What the task requires:
Copy exactly the lines of the data below that run from the line holding "SessionEvent::Ignored(MoveError::CellOccupied(Position::Center))" through the line holding "session.human_move(position).unwrap();", both ends included.
=== Extracted records ===
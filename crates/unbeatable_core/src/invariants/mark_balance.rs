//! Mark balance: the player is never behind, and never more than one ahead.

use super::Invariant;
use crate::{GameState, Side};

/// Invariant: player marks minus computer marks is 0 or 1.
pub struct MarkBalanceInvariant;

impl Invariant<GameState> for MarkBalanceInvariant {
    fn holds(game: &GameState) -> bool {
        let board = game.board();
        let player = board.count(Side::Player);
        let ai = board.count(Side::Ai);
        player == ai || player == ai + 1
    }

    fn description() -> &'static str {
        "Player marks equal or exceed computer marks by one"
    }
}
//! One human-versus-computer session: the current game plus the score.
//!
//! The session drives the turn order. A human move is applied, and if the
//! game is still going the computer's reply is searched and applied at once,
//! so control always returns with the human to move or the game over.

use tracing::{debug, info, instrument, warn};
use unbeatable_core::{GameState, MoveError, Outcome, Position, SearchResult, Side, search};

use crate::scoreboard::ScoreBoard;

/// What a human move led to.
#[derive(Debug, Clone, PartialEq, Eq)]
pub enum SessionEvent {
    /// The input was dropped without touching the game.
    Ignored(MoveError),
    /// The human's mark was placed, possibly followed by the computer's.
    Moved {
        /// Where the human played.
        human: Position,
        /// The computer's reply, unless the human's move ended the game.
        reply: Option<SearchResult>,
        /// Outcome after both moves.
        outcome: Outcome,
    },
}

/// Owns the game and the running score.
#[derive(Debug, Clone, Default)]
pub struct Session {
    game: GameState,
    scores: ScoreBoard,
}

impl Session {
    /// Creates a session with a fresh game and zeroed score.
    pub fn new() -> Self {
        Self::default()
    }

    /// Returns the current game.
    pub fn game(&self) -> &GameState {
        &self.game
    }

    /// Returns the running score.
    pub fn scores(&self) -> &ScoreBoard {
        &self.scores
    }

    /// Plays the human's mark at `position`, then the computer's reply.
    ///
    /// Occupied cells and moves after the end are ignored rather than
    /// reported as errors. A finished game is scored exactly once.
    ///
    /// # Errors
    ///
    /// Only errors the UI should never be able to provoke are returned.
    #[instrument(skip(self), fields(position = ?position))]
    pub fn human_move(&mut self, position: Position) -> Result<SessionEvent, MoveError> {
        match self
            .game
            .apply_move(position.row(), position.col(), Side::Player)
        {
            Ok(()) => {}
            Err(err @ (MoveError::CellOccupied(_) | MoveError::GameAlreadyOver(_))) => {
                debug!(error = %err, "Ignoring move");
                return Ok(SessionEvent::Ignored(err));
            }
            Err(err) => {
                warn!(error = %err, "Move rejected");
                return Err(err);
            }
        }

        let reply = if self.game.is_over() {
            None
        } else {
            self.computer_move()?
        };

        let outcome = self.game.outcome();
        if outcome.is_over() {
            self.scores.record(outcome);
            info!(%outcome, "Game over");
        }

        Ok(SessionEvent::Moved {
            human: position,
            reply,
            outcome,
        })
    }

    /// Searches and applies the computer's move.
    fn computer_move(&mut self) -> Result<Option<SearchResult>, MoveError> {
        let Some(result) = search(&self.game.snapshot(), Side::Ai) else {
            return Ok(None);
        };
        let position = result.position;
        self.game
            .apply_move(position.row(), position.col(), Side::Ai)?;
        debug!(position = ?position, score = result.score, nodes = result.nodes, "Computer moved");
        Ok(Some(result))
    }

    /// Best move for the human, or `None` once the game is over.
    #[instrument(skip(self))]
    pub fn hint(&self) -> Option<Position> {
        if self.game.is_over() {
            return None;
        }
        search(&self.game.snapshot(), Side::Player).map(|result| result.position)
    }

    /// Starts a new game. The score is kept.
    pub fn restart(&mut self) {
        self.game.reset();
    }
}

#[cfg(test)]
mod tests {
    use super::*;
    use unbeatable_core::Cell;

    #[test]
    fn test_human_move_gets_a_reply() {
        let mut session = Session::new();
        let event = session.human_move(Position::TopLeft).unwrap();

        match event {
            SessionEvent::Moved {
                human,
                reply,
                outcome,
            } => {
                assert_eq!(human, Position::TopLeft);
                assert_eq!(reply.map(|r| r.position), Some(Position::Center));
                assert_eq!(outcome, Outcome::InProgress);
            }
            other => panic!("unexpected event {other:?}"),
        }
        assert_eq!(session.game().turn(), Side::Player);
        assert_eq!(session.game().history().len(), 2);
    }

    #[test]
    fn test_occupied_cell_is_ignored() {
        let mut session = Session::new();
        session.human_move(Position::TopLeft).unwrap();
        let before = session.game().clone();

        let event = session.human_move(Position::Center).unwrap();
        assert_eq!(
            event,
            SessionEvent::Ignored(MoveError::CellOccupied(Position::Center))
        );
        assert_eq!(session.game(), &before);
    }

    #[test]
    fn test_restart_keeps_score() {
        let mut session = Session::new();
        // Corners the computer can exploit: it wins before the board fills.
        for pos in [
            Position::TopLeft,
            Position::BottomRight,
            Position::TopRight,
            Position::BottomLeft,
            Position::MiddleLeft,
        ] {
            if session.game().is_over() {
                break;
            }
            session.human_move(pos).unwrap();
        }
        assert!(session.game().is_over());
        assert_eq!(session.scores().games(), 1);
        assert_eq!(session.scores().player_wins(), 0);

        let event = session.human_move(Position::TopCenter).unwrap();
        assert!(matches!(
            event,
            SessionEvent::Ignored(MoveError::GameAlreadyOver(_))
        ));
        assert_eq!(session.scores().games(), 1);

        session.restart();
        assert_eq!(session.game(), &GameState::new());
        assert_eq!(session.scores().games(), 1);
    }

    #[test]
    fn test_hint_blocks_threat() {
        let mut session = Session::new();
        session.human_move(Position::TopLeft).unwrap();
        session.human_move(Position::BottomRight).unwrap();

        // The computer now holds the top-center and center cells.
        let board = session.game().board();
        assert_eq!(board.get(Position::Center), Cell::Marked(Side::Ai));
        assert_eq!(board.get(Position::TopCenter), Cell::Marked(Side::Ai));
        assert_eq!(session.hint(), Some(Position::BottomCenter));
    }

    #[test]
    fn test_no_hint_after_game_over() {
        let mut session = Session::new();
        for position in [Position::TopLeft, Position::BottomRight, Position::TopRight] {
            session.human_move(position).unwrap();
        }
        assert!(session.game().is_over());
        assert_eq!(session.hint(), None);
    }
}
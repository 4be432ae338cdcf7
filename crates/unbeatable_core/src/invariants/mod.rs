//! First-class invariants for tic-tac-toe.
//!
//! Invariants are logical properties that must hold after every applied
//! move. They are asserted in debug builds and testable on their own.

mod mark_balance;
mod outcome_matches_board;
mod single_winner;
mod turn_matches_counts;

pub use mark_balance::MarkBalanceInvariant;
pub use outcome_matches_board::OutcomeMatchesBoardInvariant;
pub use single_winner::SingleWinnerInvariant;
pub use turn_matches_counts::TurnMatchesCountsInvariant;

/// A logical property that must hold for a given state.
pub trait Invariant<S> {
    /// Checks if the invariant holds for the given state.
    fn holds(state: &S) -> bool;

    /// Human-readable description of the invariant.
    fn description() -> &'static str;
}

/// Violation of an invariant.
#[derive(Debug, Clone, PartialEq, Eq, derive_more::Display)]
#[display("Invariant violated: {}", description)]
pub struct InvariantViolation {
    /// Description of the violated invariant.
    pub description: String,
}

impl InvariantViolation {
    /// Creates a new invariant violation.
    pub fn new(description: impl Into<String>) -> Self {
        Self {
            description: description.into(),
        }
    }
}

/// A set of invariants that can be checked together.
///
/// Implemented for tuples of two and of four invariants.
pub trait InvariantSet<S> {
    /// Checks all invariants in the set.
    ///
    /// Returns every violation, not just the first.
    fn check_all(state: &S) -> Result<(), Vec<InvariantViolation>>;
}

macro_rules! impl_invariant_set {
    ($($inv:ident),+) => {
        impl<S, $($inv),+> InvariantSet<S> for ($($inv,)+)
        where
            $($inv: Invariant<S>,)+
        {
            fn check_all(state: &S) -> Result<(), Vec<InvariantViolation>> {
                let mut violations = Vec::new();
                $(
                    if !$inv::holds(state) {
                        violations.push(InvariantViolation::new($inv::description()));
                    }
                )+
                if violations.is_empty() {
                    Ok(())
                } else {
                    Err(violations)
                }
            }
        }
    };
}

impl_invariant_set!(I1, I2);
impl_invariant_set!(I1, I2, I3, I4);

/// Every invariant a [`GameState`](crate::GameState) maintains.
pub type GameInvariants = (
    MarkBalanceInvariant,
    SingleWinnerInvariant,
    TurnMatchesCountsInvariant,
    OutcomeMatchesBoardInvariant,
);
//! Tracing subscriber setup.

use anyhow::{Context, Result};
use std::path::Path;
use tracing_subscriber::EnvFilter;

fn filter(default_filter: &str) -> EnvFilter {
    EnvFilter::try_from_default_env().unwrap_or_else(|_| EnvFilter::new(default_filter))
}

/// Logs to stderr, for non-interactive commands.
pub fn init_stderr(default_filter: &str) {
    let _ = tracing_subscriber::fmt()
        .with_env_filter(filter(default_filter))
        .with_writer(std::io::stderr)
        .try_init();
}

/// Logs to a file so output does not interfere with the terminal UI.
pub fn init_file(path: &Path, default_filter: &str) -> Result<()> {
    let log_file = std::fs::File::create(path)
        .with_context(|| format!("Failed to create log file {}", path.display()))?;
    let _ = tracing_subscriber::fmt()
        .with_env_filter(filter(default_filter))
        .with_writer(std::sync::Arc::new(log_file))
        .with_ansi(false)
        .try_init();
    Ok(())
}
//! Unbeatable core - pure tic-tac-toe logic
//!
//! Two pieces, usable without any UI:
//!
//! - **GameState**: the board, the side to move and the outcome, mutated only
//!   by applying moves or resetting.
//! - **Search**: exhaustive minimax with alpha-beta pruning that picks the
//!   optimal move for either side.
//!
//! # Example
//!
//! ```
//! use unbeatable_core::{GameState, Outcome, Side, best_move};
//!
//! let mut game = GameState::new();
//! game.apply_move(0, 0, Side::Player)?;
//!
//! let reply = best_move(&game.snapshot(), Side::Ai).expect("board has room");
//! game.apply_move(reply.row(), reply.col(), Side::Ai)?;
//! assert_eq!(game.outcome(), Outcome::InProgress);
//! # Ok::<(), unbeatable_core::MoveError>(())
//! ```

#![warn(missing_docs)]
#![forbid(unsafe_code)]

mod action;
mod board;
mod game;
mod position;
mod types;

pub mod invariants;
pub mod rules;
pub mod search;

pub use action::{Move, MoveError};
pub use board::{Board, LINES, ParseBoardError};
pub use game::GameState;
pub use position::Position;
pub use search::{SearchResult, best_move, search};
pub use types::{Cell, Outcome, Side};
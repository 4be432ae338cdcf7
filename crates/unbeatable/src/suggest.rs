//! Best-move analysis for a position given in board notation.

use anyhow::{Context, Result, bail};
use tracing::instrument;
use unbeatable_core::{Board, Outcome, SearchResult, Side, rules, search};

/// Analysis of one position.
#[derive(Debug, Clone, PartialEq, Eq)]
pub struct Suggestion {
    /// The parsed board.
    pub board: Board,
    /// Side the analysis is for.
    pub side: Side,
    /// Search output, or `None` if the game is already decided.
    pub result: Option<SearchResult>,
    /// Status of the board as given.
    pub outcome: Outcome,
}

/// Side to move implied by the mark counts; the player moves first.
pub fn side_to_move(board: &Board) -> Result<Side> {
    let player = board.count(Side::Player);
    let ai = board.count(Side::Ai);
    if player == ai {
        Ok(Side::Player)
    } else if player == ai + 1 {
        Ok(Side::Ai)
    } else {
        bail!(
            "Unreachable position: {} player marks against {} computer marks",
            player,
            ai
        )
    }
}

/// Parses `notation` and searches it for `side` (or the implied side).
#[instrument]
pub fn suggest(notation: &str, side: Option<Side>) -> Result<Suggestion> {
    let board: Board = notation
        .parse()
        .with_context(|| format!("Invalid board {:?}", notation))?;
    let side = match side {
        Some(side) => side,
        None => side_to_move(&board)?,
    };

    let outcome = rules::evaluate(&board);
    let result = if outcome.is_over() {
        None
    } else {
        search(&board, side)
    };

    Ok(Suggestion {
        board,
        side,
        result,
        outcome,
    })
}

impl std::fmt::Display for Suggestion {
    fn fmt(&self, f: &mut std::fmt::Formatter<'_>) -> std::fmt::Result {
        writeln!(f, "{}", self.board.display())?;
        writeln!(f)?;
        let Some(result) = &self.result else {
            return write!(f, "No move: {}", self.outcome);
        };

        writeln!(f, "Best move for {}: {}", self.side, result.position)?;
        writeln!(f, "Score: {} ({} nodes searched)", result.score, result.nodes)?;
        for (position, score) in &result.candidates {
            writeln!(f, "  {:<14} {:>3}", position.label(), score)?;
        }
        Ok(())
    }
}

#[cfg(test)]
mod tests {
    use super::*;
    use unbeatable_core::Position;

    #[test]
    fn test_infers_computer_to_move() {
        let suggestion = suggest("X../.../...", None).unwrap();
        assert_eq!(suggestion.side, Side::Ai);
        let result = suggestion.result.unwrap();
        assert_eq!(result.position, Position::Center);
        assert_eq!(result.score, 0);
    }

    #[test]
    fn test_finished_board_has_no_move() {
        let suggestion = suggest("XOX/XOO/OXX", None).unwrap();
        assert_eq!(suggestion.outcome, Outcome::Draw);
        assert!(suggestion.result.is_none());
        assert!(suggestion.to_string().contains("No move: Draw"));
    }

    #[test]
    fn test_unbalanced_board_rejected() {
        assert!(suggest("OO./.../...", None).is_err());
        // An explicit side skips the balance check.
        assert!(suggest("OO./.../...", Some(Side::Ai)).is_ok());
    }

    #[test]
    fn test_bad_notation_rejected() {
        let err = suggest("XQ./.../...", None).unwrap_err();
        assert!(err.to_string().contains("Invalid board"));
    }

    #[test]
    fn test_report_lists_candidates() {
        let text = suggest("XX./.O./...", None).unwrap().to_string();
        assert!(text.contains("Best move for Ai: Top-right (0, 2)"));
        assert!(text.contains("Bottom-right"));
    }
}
===
Task answer:
            SessionEvent::Ignored(MoveError::CellOccupied(Position::Center))
        );
        assert_eq!(session.game(), &before);
    }

    #[test]
    fn test_restart_keeps_score() {
        let mut session = Session::new();
        // Corners the computer can exploit: it wins before the board fills.
        for pos in [
            Position::TopLeft,
            Position::BottomRight,
            Position::TopRight,
            Position::BottomLeft,
            Position::MiddleLeft,
        ] {
            if session.game().is_over() {
                break;
            }
            session.human_move(pos).unwrap();
        }
        assert!(session.game().is_over());
        assert_eq!(session.scores().games(), 1);
        assert_eq!(session.scores().player_wins(), 0);

        let event = session.human_move(Position::TopCenter).unwrap();
        assert!(matches!(
            event,
            SessionEvent::Ignored(MoveError::GameAlreadyOver(_))
        ));
        assert_eq!(session.scores().games(), 1);

        session.restart();
        assert_eq!(session.game(), &GameState::new());
        assert_eq!(session.scores().games(), 1);
    }

    #[test]
    fn test_hint_blocks_threat() {
        let mut session = Session::new();
        session.human_move(Position::TopLeft).unwrap();
        session.human_move(Position::BottomRight).unwrap();

        // The computer now holds the top-center and center cells.
        let board = session.game().board();
        assert_eq!(board.get(Position::Center), Cell::Marked(Side::Ai));
        assert_eq!(board.get(Position::TopCenter), Cell::Marked(Side::Ai));
        assert_eq!(session.hint(), Some(Position::BottomCenter));
    }

    #[test]
    fn test_no_hint_after_game_over() {
        let mut session = Session::new();
        for position in [Position::TopLeft, Position::BottomRight, Position::TopRight] {
            session.human_move(position).unwrap();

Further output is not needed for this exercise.